If you are new to baking, or just someone who has been battling on with a wooden spoon, then you may be asking yourself, "do I really need a mixer for baking?" The answer...YES! Aside from your oven itself, a mixer is the most valuable and important tool in a baker’s toolkit when it comes to ensuring that your recipes reach their full potential. So let's talk about why!
While certain recipes like basic cookie doughs or oil-based cake mixes can easily be mixed by hand, there are many techniques for which our human muscles just aren’t quite up to the task. Try whipping meringue or thoroughly creaming butter and sugar by hand, for example. Believe me when I tell you, your arms will feel like jello in no time!
When Do You Really Need a Mixer?
So let's get a bit more specific - when do you really need a mixer?
Well, pretty much any time your recipe says to “whip,” “cream,” or even “mix” your batter for longer than a minute.

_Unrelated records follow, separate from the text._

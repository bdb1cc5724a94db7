//! Settings loading with layered sources.
//!
//! Loading flow:
//! 1. Start with compiled [`PulseSettings::default()`]
//! 2. If `~/.pulse/settings.json` exists, merge its values over the defaults
//! 3. Apply `PULSE_*` environment overrides (highest priority)
//!
//! Nested keys use a double underscore: `PULSE_CONNECTION__RECONNECT__MAX_ATTEMPTS=8`.
//! `PULSE_API_URL` is accepted as shorthand for `PULSE_API__BASE_URL`.

use std::path::{Path, PathBuf};

use figment::Figment;
use figment::providers::{Env, Format, Json, Serialized};
use tracing::debug;

use crate::errors::Result;
use crate::types::PulseSettings;

/// Prefix of every environment override.
pub const ENV_PREFIX: &str = "PULSE_";

/// Shorthand variable for the backend base address.
pub const API_URL_ENV: &str = "PULSE_API_URL";

/// Resolve the path to the settings file (`~/.pulse/settings.json`).
pub fn settings_path() -> PathBuf {
    let home = std::env::var("HOME").unwrap_or_else(|_| "/tmp".to_string());
    PathBuf::from(home).join(".pulse").join("settings.json")
}

/// Load settings from the default path with env var overrides.
pub fn load_settings() -> Result<PulseSettings> {
    load_settings_from_path(&settings_path())
}

/// Load settings from a specific path with env var overrides.
///
/// A missing file yields defaults. Invalid JSON, mistyped values, or values
/// rejected by [`PulseSettings::validate`] return an error.
pub fn load_settings_from_path(path: &Path) -> Result<PulseSettings> {
    if path.exists() {
        debug!(?path, "loading settings from file");
    } else {
        debug!(?path, "settings file not found, using defaults");
    }

    let settings: PulseSettings = figment(path).extract()?;
    settings.validate()?;
    Ok(settings)
}

/// The layered provider chain used by [`load_settings_from_path`].
pub fn figment(path: &Path) -> Figment {
    Figment::from(Serialized::defaults(PulseSettings::default()))
        .merge(Json::file(path))
        .merge(
            Env::prefixed(ENV_PREFIX)
                .ignore(&["API_URL"])
                .split("__"),
        )
        .merge(
            Env::raw()
                .only(&[API_URL_ENV])
                .map(|_| "api.base_url".into()),
        )
}

// ─────────────────────────────────────────────────────────────────────────────
// Tests
// ─────────────────────────────────────────────────────────────────────────────
//! Inbound frame decoding and throttled progress delivery.
//!
//! Progress is coalesced into a single slot. The first event of a window
//! arms a flush deadline `window` later; later events in the same window
//! overwrite the slot. When the deadline passes the manager takes the slot
//! and delivers it, so the subscriber sees at most one event per window and
//! always the most recent one.

use std::time::Duration;

use pulse_core::{InboundFrame, ProgressError, ProgressEvent};
use tokio::time::Instant;

/// What happened to a decoded frame.
#[derive(Clone, Debug, PartialEq)]
pub enum Received {
    /// A progress event was buffered for the next flush.
    Buffered,
    /// A control frame; not forwarded to the subscriber.
    Control(InboundFrame),
}

/// Decodes frames and holds the throttle slot.
#[derive(Debug)]
pub struct MessageDispatcher {
    window: Duration,
    pending: Option<ProgressEvent>,
    flush_at: Option<Instant>,
}

impl MessageDispatcher {
    /// Dispatcher delivering at most once per `window`.
    pub fn new(window: Duration) -> Self {
        Self {
            window,
            pending: None,
            flush_at: None,
        }
    }

    /// Throttle window.
    pub fn window(&self) -> Duration {
        self.window
    }

    /// Decode a text frame and buffer it if it carries progress.
    pub fn receive(&mut self, text: &str, now: Instant) -> Result<Received, ProgressError> {
        match InboundFrame::decode(text)? {
            InboundFrame::Progress(event) => {
                self.offer(event, now);
                Ok(Received::Buffered)
            }
            control => Ok(Received::Control(control)),
        }
    }

    /// Put `event` in the slot, replacing anything pending.
    pub fn offer(&mut self, event: ProgressEvent, now: Instant) {
        self.pending = Some(event);
        if self.flush_at.is_none() {
            self.flush_at = Some(now + self.window);
        }
    }

    /// When the pending event is due, if one is pending.
    pub fn flush_deadline(&self) -> Option<Instant> {
        self.flush_at
    }

    /// Whether an event is waiting in the slot.
    pub fn has_pending(&self) -> bool {
        self.pending.is_some()
    }

    /// Take the pending event if its deadline has passed.
    pub fn take_due(&mut self, now: Instant) -> Option<ProgressEvent> {
        match self.flush_at {
            Some(at) if at <= now => self.flush(),
            _ => None,
        }
    }

    /// Take the pending event regardless of the deadline.
    pub fn flush(&mut self) -> Option<ProgressEvent> {
        self.flush_at = None;
        self.pending.take()
    }

    /// Drop the pending event.
    pub fn clear(&mut self) {
        self.flush_at = None;
        self.pending = None;
    }
}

Generally, when a recipe asks you to combine ingredients for more than a minute, you have two goals:
- Incorporate a lot of air into that batter.

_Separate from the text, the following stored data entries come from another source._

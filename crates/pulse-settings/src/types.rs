//! Settings type definitions.
//!
//! Field names are `snake_case` so that the JSON file and the `PULSE_*`
//! environment keys (`PULSE_CONNECTION__HEARTBEAT_INTERVAL_MS`) name the
//! same thing. Every section implements [`Default`] with production values
//! and is marked `#[serde(default)]` so partial JSON works.

use pulse_core::backoff::BackoffConfig;
use pulse_core::constants::DEFAULT_TERMINAL_CLOSE_CODES;
use pulse_core::logging::LogFormat;
use serde::{Deserialize, Serialize};

use crate::errors::{Result, SettingsError};

/// Root settings type.
///
/// # JSON Format
///
/// ```json
/// {
///   "api": { "base_url": "https://analysis.example.com/api" },
///   "connection": { "reconnect": { "max_attempts": 8 } }
/// }
/// ```
#[derive(Clone, Debug, PartialEq, Serialize, Deserialize)]
#[serde(default)]
pub struct PulseSettings {
    /// Settings schema version.
    pub version: String,
    /// Backend HTTP settings.
    pub api: ApiSettings,
    /// Progress stream behavior.
    pub connection: ConnectionSettings,
    /// Logging configuration.
    pub logging: LoggingSettings,
}

impl Default for PulseSettings {
    fn default() -> Self {
        Self {
            version: "0.1.0".to_string(),
            api: ApiSettings::default(),
            connection: ConnectionSettings::default(),
            logging: LoggingSettings::default(),
        }
    }
}

impl PulseSettings {
    /// Reject values the client cannot run with.
    pub fn validate(&self) -> Result<()> {
        if self.api.base_url.trim().is_empty() {
            return Err(SettingsError::InvalidValue("api.base_url is empty".into()));
        }
        if self.api.request_timeout_ms == 0 {
            return Err(SettingsError::InvalidValue(
                "api.request_timeout_ms must be positive".into(),
            ));
        }
        let conn = &self.connection;
        if conn.heartbeat_interval_ms == 0 || conn.heartbeat_timeout_ms == 0 {
            return Err(SettingsError::InvalidValue(
                "connection heartbeat interval and timeout must be positive".into(),
            ));
        }
        if conn.heartbeat_timeout_ms < conn.heartbeat_interval_ms {
            return Err(SettingsError::InvalidValue(format!(
                "connection.heartbeat_timeout_ms ({}) is shorter than heartbeat_interval_ms ({})",
                conn.heartbeat_timeout_ms, conn.heartbeat_interval_ms
            )));
        }
        if conn.throttle_window_ms == 0 {
            return Err(SettingsError::InvalidValue(
                "connection.throttle_window_ms must be positive".into(),
            ));
        }
        if conn.reconnect.base_delay_ms > conn.reconnect.max_delay_ms {
            return Err(SettingsError::InvalidValue(format!(
                "connection.reconnect.base_delay_ms ({}) exceeds max_delay_ms ({})",
                conn.reconnect.base_delay_ms, conn.reconnect.max_delay_ms
            )));
        }
        Ok(())
    }
}

/// Backend HTTP settings.
#[derive(Clone, Debug, PartialEq, Eq, Serialize, Deserialize)]
#[serde(default)]
pub struct ApiSettings {
    /// HTTP base address of the analysis backend. The streaming address is
    /// derived from it.
    pub base_url: String,
    /// Timeout for HTTP requests (restart trigger) in milliseconds.
    pub request_timeout_ms: u64,
}

impl Default for ApiSettings {
    fn default() -> Self {
        Self {
            base_url: "http://localhost:8000".to_string(),
            request_timeout_ms: 30_000,
        }
    }
}

/// Progress stream behavior.
#[derive(Clone, Debug, PartialEq, Eq, Serialize, Deserialize)]
#[serde(default)]
pub struct ConnectionSettings {
    /// Interval between heartbeat probes in milliseconds.
    pub heartbeat_interval_ms: u64,
    /// How long an unanswered probe may stay unanswered, in milliseconds.
    pub heartbeat_timeout_ms: u64,
    /// Minimum spacing between progress deliveries in milliseconds.
    pub throttle_window_ms: u64,
    /// Close codes that end reconnection immediately.
    pub terminal_close_codes: Vec<u16>,
    /// Reconnect backoff.
    pub reconnect: BackoffConfig,
}

impl Default for ConnectionSettings {
    fn default() -> Self {
        Self {
            heartbeat_interval_ms: 60_000,
            heartbeat_timeout_ms: 180_000,
            throttle_window_ms: 100,
            terminal_close_codes: DEFAULT_TERMINAL_CLOSE_CODES.to_vec(),
            reconnect: BackoffConfig::default(),
        }
    }
}

/// Logging configuration.
#[derive(Clone, Debug, PartialEq, Eq, Serialize, Deserialize)]
#[serde(default)]
pub struct LoggingSettings {
    /// Default filter directive; `RUST_LOG` overrides it.
    pub level: String,
    /// Output format.
    pub format: LogFormat,
}

impl Default for LoggingSettings {
    fn default() -> Self {
        Self {
            level: "info".to_string(),
            format: LogFormat::Compact,
        }
    }
}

- Really homogenize your batter and blend the ingredients thoroughly.
That’s exactly what electric beaters and whisks are made for: in fact, they excel at it. While you certainly can add air into a batter by using a whisk or even a spatula by hand, generally, your best effort will pale in comparison to what an electric mixer can do.
Let the machines do all the work!
Last but not least, mixers also make your job waaaaay easier in more ways than one, beginning with the fact that especially stand mixers will mix your batter for you, leaving your hands free to wash up or prepare for the next step.
Why incorporating air matters...
Why are these air bubbles important in the first place?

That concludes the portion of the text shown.